Weil dies so ist, wird derjenige, welcher mit den Verhältnissen der geistigen Welt nicht genügend vertraut ist, stets mit dem Einwand herantreten, dass alle »vermeintlichen« geistigen Erlebnisse nichts weiter seien als mehr oder weniger undeutliche Erinnerungsbilder, welche die Seele nur nicht als solche erkennt und sie daher für Offenbarungen einer geistigen Welt halten kann. Nun soll durchaus nicht geleugnet werden, dass die Unterscheidung von Illusionen und Wirklichkeiten auf diesem Gebiete eine schwierige ist. Viele Menschen, welche glauben, Wahrnehmungen aus einer übersinnlichen Welt zu haben, sind ja gewiss nur mit ihren Erinnerungsbildern beschäftigt, die sie nur nicht als solche erkennen. Um hier ganz klar zu sehen, muss man von vielem unterrichtet sein, was Quell von Illusionen werden kann.
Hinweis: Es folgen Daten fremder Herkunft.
//! File helpers shared by the card codec, the transcript and config loading.

use std::fs;
use std::io;
use std::path::Path;

use crate::error::{FlashcardError, Result};

/// Maximum file size that can be read into memory (10 MB).
///
/// Card decks and configs are tiny; anything past this is almost certainly
/// the wrong file.
pub const MAX_FILE_SIZE: u64 = 10 * 1024 * 1024; // 10 MB

/// Read a file into a string, refusing files over `MAX_FILE_SIZE`.
pub fn read_to_string_limited(path: &Path) -> Result<String> {
    read_to_string_with_limit(path, MAX_FILE_SIZE)
}

/// Read a file into a string with a custom size limit.
///
/// # Errors
///
/// Returns a storage error if:
/// * The file cannot be read (doesn't exist, permission denied, etc.)
/// * The file exceeds `max_size`
pub fn read_to_string_with_limit(path: &Path, max_size: u64) -> Result<String> {
    let metadata = fs::metadata(path).map_err(|e| FlashcardError::storage(path, e))?;

    let size = metadata.len();
    if size > max_size {
        return Err(FlashcardError::storage(
            path,
            io::Error::new(
                io::ErrorKind::InvalidData,
                format!("file is too large ({} bytes, max {} bytes)", size, max_size),
            ),
        ));
    }

    fs::read_to_string(path).map_err(|e| FlashcardError::storage(path, e))
}

/// Write `content` to `path`, replacing any existing file.
pub fn write_replacing(path: &Path, content: &str) -> Result<()> {
    fs::write(path, content).map_err(|e| FlashcardError::storage(path, e))
}
//! Miss statistics for the flashcard trainer.
//!
//! Reports which cards were missed most often since the last quiz started
//! or the last explicit reset.

pub mod hardest;

pub use hardest::{hardest_card, reset_stats, HardestCards, RESET_MESSAGE};
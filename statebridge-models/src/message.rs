use serde::{Deserialize, Serialize};
use serde_json::Value;

/// Inbound command envelope as received from the transport layer.
///
/// All fields are optional at this stage; the dispatcher rejects envelopes
/// missing `routing_key` or `source` before doing anything else.
#[derive(Debug, Clone, Default, Deserialize)]
pub struct ActionMessage {
    #[serde(default)]
    pub routing_key: Option<String>,
    #[serde(default)]
    pub source: Option<String>,
    #[serde(default)]
    pub data: Option<Value>,
}

/// Fixed optimistic acknowledgement returned to the caller.
///
/// The dispatcher never waits for downstream confirmation, so the
/// acknowledgement carries no per-message detail.
#[derive(Debug, Clone, Copy, PartialEq, Eq, Serialize)]
pub struct Acknowledgement {
    pub response: &'static str,
}

impl Acknowledgement {
    pub fn accepted() -> Self {
        Self {
            response: "accepted",
        }
    }
}
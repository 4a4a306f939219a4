use crate::store::StoreError;
use thiserror::Error;
use uuid::Uuid;

/// Errors raised while handling inbound exchange messages.
///
/// Every variant except `Store` and `Publish` belongs to the
/// Invalid-Request family: the transport layer turns it into an error
/// response, and it is guaranteed that no state mutation and no downstream
/// publish happened once one of these is raised.
#[derive(Error, Debug)]
pub enum ExchangeError {
    /// Envelope is missing `routing_key` or `source`.
    #[error("provided message has invalid format")]
    InvalidMessage,
    /// Envelope carries a routing key outside the six enumerated action keys.
    #[error("provided message has unsupported routing key: {0}")]
    UnsupportedRoutingKey(String),
    /// Payload is not a JSON object or could not be read at all.
    #[error("provided data are not valid json format")]
    MalformedPayload(String),
    /// Payload is well-formed but does not match the routing key's schema.
    #[error("provided data are not in valid structure")]
    PayloadSchema(String),
    /// Catch-all for payload validation failures outside the schema check.
    #[error("provided data could not be validated")]
    PayloadValidation(String),
    /// Target property does not resolve within the requested family.
    #[error("property could not be found: {0}")]
    PropertyNotFound(Uuid),
    /// Target property does not carry runtime state.
    #[error("only dynamic properties can be controlled: {0}")]
    NotControllable(Uuid),
    #[error("{0}")]
    Store(#[from] StoreError),
    #[error("message bus publish failed: {0}")]
    Publish(String),
}

impl ExchangeError {
    /// Stable code for the `{source, type, message, code}` log shape.
    pub fn code(&self) -> &'static str {
        match self {
            ExchangeError::InvalidMessage => "invalid_message",
            ExchangeError::UnsupportedRoutingKey(_) => "unsupported_routing_key",
            ExchangeError::MalformedPayload(_) => "malformed_payload",
            ExchangeError::PayloadSchema(_) => "payload_schema",
            ExchangeError::PayloadValidation(_) => "payload_validation",
            ExchangeError::PropertyNotFound(_) => "property_not_found",
            ExchangeError::NotControllable(_) => "not_controllable",
            ExchangeError::Store(e) => e.code(),
            ExchangeError::Publish(_) => "publish_failed",
        }
    }

    /// Whether the error should be reported to the caller as a bad request.
    pub fn is_invalid_request(&self) -> bool {
        !matches!(self, ExchangeError::Store(_) | ExchangeError::Publish(_))
    }
}

#[cfg(test)]
mod tests {
    use super::*;
    use uuid::Uuid;

    #[test]
    fn validation_errors_are_bad_requests_and_infrastructure_errors_are_not() {
        assert!(ExchangeError::InvalidMessage.is_invalid_request());
        assert!(ExchangeError::UnsupportedRoutingKey("x".into()).is_invalid_request());
        assert!(ExchangeError::PropertyNotFound(Uuid::new_v4()).is_invalid_request());
        assert!(ExchangeError::NotControllable(Uuid::new_v4()).is_invalid_request());

        let store = ExchangeError::Store(StoreError::StateNotFound(Uuid::new_v4()));
        assert!(!store.is_invalid_request());
        assert!(!ExchangeError::Publish("bus down".into()).is_invalid_request());
    }
}
// Constants shared across the statebridge workspace.

/// The default configuration file name for the gateway.
pub const DEFAULT_CONFIG_FILE_NAME: &str = "statebridge.toml";

/// WAMP-style frame code for outbound subscription events.
///
/// Snapshot events are framed as `[EVENT_FRAME, topic_id, payload_json]`.
pub const EVENT_FRAME: u8 = 8;

/// Module source identifier attached to snapshot events when settings do not
/// override it.
pub const DEFAULT_MODULE_SOURCE: &str = "devices-module";

/// Source tag used in structured log records emitted by the exchange core.
pub const LOG_SOURCE: &str = "exchange-gateway";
Man braucht zum Beispiel etwas nur einmal flüchtig gesehen zu haben, so flüchtig, dass der Eindruck gar nicht in das Bewusstsein voll eingedrungen ist; und es kann später – vielleicht sogar ganz verändert – als lebhaftes Bild auftreten. Man wird versichern, dass man mit der Sache niemals etwas zu tun gehabt habe, dass man eine wirkliche Eingebung habe.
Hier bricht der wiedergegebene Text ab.